--- START ---
#[cfg(test)]
mod tests {
    use super::*;
    use crate::platform::ManualClock;
    use crate::storage::{MemoryStateStore, MemoryUsageLedger};
    use chrono::TimeZone;
    use rust_decimal::Decimal;
    use std::sync::atomic::{AtomicU32, Ordering};

    fn tiers() -> BTreeMap<String, TierPolicy> {
        let mut tiers = BTreeMap::new();
        tiers.insert(
            "free".to_string(),
            TierPolicy {
                strategy: QuotaStrategy::Lifetime,
                actions: BTreeMap::from([(
                    "chat".to_string(),
                    ActionCeilings {
                        lifetime: Some(3),
                        ..ActionCeilings::default()
                    },
                )]),
            },
        );
        tiers.insert(
            "pro".to_string(),
            TierPolicy {
                strategy: QuotaStrategy::Rolling,
                actions: BTreeMap::from([
                    (
                        "chat".to_string(),
                        ActionCeilings {
                            hourly: Some(5),
                            monthly: Some(100),
                            ..ActionCeilings::default()
                        },
                    ),
                    (
                        "image_generation".to_string(),
                        ActionCeilings {
                            hourly: Some(10),
                            monthly: Some(3),
                            ..ActionCeilings::default()
                        },
                    ),
                ]),
            },
        );
        tiers
    }

    fn enforcer_with(source: Arc<dyn CeilingSource>) -> (QuotaEnforcer, ManualClock) {
        let clock = ManualClock::new(Utc.with_ymd_and_hms(2025, 1, 1, 0, 0, 0).unwrap());
        let enforcer = QuotaEnforcer::new(
            source,
            Arc::new(MemoryUsageLedger::new()),
            Arc::new(MemoryStateStore::new()),
            Arc::new(clock.clone()),
            QuotaSettings::default(),
        );
        (enforcer, clock)
    }

    fn enforcer() -> (QuotaEnforcer, ManualClock) {
        enforcer_with(Arc::new(StaticCeilings::new(tiers())))
    }

    fn metadata() -> UsageMetadata {
        UsageMetadata {
            provider: "openai".to_string(),
            model: "gpt-4o-mini".to_string(),
            input_tokens: 10,
            output_tokens: 20,
            cost: Decimal::new(15, 4),
            latency_ms: 120,
            status: None,
        }
    }

    #[tokio::test]
    async fn test_lifetime_quota() {
        let (enforcer, clock) = enforcer();

        let mut previous = 0;
        for expected in 0..3u64 {
            let check = enforcer.check("alice", "free", "chat").await.unwrap();
            assert!(check.allowed);
            assert_eq!(check.used, expected);
            assert!(check.used >= previous);
            previous = check.used;
            assert_eq!(check.quota_type, QuotaType::Lifetime);
            enforcer.record_usage("alice", "chat", metadata()).await.unwrap();
        }

        // Never resets
        clock.advance_secs(365 * 24 * 3600);
        let check = enforcer.check("alice", "free", "chat").await.unwrap();
        assert!(!check.allowed);
        assert_eq!(check.used, 3);
        assert_eq!(check.remaining, Some(0));
        assert_eq!(check.resets_at, None);

        match enforcer.enforce("alice", "free", "chat").await {
            Err(Error::QuotaExceeded { limit, used, resets_at, .. }) => {
                assert_eq!((limit, used), (3, 3));
                assert_eq!(resets_at, None);
            }
            other => panic!("expected QuotaExceeded, got {:?}", other),
        }

        // Other callers are unaffected
        assert!(enforcer.check("bob", "free", "chat").await.unwrap().allowed);
    }

    #[tokio::test]
    async fn test_hourly_window_boundary() {
        let (enforcer, clock) = enforcer();
        for _ in 0..5 {
            enforcer.record_usage("carol", "chat", metadata()).await.unwrap();
        }

        let check = enforcer.check("carol", "pro", "chat").await.unwrap();
        assert!(!check.allowed);
        assert_eq!(check.quota_type, QuotaType::Hourly);
        // Monthly is not evaluated once hourly denies
        assert_eq!(check.windows.len(), 1);
        assert_eq!(check.resets_at, Some(clock.now() + chrono::Duration::seconds(3600)));

        clock.advance_secs(3601);
        let check = enforcer.check("carol", "pro", "chat").await.unwrap();
        assert!(check.allowed);
        assert_eq!(check.windows[0].quota_type, QuotaType::Hourly);
        assert_eq!(check.windows[0].used, 0);
        assert_eq!(check.windows[1].used, 5);
        assert_eq!(check.windows.len(), 2);
    }

    #[tokio::test]
    async fn test_monthly_denial_after_hourly_passes() {
        let (enforcer, clock) = enforcer();
        let start = clock.now();
        for _ in 0..3 {
            enforcer.record_usage("dave", "image_generation", metadata()).await.unwrap();
        }

        clock.advance_secs(2 * 3600);
        let check = enforcer.check("dave", "pro", "image_generation").await.unwrap();
        assert!(!check.allowed);
        assert_eq!(check.quota_type, QuotaType::Monthly);
        assert_eq!(check.windows.len(), 2);
        assert!(check.windows[0].allowed);
        assert_eq!(check.resets_at, Some(start + chrono::Duration::days(30)));
    }

    #[tokio::test]
    async fn test_unconfigured_pairs_are_unlimited() {
        let (enforcer, _) = enforcer();
        let check = enforcer.check("erin", "pro", "embeddings").await.unwrap();
        assert!(check.allowed);
        assert_eq!(check.quota_type, QuotaType::Unlimited);
        assert_eq!(check.limit, None);

        assert!(enforcer.check("erin", "enterprise", "chat").await.unwrap().allowed);
    }

    struct CountingSource {
        inner: StaticCeilings,
        loads: AtomicU32,
    }

    #[async_trait]
    impl CeilingSource for CountingSource {
        async fn ceilings(&self, tier: &str, action: &str) -> Result<Option<ResolvedCeilings>> {
            self.loads.fetch_add(1, Ordering::SeqCst);
            self.inner.ceilings(tier, action).await
        }
    }

    #[tokio::test]
    async fn test_ceilings_are_cached() {
        let source = Arc::new(CountingSource {
            inner: StaticCeilings::new(tiers()),
            loads: AtomicU32::new(0),
        });
        let (enforcer, _) = enforcer_with(source.clone());

        enforcer.check("frank", "pro", "chat").await.unwrap();
        enforcer.check("frank", "pro", "chat").await.unwrap();
        enforcer.check("frank", "pro", "video_generation").await.unwrap();
        enforcer.check("frank", "pro", "video_generation").await.unwrap();
        assert_eq!(source.loads.load(Ordering::SeqCst), 2);
    }

    #[tokio::test]
    async fn test_usage_statistics() {
        let (enforcer, _) = enforcer();
        enforcer.record_usage("gina", "chat", metadata()).await.unwrap();
        enforcer.record_usage("gina", "chat", metadata()).await.unwrap();
        enforcer.record_usage("hank", "chat", metadata()).await.unwrap();

        let stats = enforcer.usage_statistics("gina", None).await.unwrap();
        assert_eq!(stats.total_requests, 2);
        assert_eq!(stats.total_output_tokens, 40);
        assert_eq!(stats.total_cost, Decimal::new(30, 4));
        assert_eq!(stats.by_provider["openai"].requests, 2);
    }
}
--- END ---
Activity: For the string "QuotaStrategy", count every line of the material where it appears and state only the count.

Answer below: 2